The Kidderminster area is one of the last places where the rare Tower Mustard – a tall, slim, grey-green plant with small cream flowers – can still be found in Britain today. It was never a common species but numbers have declined in recent decades.
Now only 35 sites remain, mostly in Worcestershire and Suffolk, and the southern counties of England.
Conservation charity Plantlife with funding from the SITA(cor) Trust and Natural England is now hoping to save the wild flower.
It will focus on six sites on the verges of tracks or roads around Kidderminster and make the habitat favourable to Tower Mustard.

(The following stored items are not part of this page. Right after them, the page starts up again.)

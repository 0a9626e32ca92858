//! Archives page

use leptos::prelude::*;

use crate::components::EmptyState;

#[component]
pub fn Archives() -> impl IntoView {
    view! {
        <div class="page archives-page">
            <EmptyState title="Archives" description="Archived items will be listed here." />
        </div>
    }
}
//! Leptos UI components

mod empty_state;
mod header;
mod icons;
mod nav_item;
mod shell;
mod sidebar;
mod user_menu;

pub use empty_state::EmptyState;
pub use header::Header;
pub use icons::{ChevronDownIcon, MenuItemIcon, NavGlyph, SettingsIcon};
pub use nav_item::NavItem;
pub use shell::{use_current_user, DashboardShell};
pub use sidebar::Sidebar;
pub use user_menu::UserMenu;
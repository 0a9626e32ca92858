//! Page components rendered in the shell's content slot

mod archives;
mod keep;
mod links;
mod not_found;
mod settings;

pub use archives::Archives;
pub use keep::Keep;
pub use links::Links;
pub use not_found::NotFound;
pub use settings::Settings;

It will also expand available habitat to allow the species to spread and increase in number as well as re-introducing it to protected sites or nature reserves nearby to ensure its future survival in the area.
The main threat for the plant is habitat destruction due to intensive agriculture and building developments as well as habitat neglect, which results in smothering of the delicate stems by surrounding coarse vegetation.
Plantlife's Site Management Coordinator, Tim Wilkins, who is managing the project, said: "The project offers real hope for this wild flower.
The Kidderminster area supports one of the last concentrations of this species in Britain."